• THE DATA:
• • •
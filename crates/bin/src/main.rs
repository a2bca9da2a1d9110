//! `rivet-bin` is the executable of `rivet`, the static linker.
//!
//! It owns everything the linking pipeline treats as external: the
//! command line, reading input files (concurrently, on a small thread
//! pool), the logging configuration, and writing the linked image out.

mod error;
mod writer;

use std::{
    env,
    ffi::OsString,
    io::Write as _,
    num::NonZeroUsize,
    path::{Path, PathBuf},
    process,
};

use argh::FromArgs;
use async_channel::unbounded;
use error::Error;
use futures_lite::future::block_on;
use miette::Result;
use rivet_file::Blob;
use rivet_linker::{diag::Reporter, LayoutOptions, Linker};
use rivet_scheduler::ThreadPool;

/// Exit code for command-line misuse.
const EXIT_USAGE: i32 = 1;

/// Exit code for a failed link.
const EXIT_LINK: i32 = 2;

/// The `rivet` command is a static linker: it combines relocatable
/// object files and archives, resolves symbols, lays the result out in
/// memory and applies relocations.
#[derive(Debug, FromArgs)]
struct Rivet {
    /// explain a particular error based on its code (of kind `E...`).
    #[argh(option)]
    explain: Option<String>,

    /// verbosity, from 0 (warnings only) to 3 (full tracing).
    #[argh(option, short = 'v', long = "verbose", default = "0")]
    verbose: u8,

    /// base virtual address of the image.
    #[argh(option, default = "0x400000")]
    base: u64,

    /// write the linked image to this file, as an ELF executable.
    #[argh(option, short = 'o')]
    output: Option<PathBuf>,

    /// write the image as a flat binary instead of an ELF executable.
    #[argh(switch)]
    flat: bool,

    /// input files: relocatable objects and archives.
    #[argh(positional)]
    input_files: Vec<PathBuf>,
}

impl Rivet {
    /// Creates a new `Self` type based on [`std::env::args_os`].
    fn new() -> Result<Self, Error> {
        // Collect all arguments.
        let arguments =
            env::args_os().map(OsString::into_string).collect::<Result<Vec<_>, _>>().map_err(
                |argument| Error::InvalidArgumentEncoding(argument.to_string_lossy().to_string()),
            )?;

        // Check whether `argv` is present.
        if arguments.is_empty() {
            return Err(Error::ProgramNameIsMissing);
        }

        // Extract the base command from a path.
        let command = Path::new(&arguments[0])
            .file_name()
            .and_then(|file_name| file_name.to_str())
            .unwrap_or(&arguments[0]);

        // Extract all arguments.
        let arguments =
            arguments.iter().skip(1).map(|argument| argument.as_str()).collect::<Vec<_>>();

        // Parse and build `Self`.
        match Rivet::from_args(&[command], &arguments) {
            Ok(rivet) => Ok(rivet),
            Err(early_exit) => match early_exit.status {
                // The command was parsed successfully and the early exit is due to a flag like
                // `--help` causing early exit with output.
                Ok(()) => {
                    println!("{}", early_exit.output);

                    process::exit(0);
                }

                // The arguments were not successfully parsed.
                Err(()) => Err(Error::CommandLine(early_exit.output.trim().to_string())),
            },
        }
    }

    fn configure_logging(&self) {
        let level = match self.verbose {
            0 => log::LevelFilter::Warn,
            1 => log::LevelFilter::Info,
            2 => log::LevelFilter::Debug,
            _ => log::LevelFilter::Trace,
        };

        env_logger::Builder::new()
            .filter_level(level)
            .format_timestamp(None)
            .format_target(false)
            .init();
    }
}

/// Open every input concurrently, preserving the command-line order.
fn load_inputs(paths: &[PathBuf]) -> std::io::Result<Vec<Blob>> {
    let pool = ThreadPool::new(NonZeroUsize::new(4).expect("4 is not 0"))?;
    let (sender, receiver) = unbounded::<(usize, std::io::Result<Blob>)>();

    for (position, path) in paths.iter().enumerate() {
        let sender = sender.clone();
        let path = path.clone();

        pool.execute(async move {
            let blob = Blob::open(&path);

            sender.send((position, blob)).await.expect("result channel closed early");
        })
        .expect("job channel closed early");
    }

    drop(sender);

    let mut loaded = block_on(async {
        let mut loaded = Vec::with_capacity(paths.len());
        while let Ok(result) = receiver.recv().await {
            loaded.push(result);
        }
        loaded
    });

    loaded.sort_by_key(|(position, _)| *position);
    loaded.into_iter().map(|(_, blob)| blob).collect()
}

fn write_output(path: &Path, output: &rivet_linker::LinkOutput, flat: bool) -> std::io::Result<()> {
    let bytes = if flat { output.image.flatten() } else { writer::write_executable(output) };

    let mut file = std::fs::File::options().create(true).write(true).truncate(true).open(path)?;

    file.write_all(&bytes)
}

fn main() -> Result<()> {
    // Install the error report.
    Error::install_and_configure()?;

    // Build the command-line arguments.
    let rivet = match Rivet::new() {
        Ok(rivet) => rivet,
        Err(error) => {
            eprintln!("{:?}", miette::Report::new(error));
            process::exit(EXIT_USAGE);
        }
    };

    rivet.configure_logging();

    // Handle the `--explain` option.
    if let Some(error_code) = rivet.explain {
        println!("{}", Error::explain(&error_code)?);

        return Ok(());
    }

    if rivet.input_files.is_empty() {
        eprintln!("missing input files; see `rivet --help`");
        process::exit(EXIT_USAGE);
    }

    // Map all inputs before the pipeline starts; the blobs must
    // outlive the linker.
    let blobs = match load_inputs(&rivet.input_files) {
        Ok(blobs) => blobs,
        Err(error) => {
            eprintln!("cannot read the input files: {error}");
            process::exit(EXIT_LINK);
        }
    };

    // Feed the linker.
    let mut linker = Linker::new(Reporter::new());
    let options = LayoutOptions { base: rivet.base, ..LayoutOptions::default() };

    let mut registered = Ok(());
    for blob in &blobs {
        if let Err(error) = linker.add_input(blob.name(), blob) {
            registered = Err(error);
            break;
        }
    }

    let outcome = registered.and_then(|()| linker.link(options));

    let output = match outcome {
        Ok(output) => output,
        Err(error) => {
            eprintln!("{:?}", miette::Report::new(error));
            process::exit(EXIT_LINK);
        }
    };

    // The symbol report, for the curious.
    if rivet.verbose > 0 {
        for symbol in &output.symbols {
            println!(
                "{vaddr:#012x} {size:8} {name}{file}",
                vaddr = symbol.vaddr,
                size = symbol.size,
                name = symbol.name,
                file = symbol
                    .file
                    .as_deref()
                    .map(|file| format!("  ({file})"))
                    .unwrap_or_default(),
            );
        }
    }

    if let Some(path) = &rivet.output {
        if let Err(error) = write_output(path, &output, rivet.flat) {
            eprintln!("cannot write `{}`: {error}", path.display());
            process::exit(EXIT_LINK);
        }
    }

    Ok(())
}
• • •
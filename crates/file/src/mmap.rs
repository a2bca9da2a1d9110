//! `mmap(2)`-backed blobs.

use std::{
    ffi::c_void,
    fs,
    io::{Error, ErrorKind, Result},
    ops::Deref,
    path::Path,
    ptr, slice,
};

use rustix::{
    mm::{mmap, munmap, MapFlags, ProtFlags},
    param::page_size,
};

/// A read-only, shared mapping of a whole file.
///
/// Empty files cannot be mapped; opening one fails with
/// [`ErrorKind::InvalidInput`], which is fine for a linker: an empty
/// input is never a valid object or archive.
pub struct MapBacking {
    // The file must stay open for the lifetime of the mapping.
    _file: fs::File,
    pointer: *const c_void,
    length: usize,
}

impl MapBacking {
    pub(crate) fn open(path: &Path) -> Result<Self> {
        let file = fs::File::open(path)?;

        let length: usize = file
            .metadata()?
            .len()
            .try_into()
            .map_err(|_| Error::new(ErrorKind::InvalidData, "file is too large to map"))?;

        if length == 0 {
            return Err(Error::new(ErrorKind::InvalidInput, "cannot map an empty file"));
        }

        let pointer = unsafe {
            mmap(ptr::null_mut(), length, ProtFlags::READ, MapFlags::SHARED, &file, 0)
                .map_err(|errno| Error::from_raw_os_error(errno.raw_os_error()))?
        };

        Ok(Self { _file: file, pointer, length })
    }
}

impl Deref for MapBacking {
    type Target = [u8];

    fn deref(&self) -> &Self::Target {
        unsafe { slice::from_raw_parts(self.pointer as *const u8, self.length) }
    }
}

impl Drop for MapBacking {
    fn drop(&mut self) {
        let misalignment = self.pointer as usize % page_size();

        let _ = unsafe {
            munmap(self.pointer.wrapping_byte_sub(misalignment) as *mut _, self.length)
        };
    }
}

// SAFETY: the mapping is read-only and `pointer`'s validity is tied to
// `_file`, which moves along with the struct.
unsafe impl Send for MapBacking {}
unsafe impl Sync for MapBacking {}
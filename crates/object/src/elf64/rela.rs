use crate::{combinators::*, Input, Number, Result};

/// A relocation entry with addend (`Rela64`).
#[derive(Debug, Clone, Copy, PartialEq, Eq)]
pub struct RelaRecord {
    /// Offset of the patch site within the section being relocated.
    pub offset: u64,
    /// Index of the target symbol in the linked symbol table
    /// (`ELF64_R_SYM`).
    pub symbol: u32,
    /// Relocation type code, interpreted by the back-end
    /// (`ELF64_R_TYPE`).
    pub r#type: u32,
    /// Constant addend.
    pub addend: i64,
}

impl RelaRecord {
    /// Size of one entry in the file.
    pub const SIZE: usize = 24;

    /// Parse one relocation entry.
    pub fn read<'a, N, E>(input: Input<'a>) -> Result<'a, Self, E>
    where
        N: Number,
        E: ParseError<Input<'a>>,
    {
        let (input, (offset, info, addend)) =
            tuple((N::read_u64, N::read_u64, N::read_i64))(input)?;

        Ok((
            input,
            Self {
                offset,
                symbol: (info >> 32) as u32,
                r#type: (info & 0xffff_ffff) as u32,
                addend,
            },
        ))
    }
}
• • •
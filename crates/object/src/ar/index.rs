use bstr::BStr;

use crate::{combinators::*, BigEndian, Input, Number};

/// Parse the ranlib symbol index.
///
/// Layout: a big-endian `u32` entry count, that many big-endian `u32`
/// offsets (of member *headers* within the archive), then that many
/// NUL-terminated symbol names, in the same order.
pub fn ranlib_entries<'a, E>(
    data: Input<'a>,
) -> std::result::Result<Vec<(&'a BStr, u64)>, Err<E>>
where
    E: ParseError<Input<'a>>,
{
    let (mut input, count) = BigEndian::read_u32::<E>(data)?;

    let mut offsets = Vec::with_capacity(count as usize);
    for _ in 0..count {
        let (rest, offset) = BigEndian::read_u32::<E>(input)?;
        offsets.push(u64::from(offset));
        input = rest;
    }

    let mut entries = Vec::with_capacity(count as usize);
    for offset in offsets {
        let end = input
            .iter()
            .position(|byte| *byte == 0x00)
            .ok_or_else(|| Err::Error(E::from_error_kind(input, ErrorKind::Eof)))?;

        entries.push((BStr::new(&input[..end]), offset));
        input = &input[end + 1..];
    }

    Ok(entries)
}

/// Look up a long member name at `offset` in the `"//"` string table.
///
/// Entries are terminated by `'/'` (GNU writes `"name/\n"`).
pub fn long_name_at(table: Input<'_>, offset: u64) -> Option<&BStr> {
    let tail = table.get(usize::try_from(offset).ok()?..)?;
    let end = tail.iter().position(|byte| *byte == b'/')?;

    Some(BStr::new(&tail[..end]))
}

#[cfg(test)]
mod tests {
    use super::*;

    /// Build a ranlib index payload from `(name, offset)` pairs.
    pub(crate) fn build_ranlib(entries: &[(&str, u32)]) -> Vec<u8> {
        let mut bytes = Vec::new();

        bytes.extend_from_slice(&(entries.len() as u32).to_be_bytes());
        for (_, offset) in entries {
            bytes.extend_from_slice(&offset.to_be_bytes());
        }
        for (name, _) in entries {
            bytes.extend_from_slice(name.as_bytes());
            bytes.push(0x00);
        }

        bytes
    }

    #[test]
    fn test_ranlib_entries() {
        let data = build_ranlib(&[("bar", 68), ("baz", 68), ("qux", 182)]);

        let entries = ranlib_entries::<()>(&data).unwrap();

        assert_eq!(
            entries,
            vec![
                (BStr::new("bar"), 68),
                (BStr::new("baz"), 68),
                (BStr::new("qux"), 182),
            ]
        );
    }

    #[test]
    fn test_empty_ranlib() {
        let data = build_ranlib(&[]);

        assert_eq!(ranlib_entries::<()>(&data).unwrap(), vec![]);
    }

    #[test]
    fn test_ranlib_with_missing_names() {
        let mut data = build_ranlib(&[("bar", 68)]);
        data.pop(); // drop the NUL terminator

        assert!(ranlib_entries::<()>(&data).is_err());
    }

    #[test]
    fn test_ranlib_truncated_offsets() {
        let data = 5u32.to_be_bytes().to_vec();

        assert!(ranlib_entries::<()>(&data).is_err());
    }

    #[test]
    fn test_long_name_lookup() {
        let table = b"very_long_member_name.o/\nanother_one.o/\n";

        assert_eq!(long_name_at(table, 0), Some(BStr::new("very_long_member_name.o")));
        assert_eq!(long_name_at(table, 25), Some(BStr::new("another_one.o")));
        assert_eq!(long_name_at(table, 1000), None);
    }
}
• • •
• TASK: Would you print exactly, and only, the lines of the data above from the line with "and applies relocations." through the line with "#[argh(positional)]", inclusive?

• OUTPUT OF THE EXERCISE:
/// memory and applies relocations.
#[derive(Debug, FromArgs)]
struct Rivet {
    /// explain a particular error based on its code (of kind `E...`).
    #[argh(option)]
    explain: Option<String>,

    /// verbosity, from 0 (warnings only) to 3 (full tracing).
    #[argh(option, short = 'v', long = "verbose", default = "0")]
    verbose: u8,

    /// base virtual address of the image.
    #[argh(option, default = "0x400000")]
    base: u64,

    /// write the linked image to this file, as an ELF executable.
    #[argh(option, short = 'o')]
    output: Option<PathBuf>,

    /// write the image as a flat binary instead of an ELF executable.
    #[argh(switch)]
    flat: bool,

    /// input files: relocatable objects and archives.
    #[argh(positional)]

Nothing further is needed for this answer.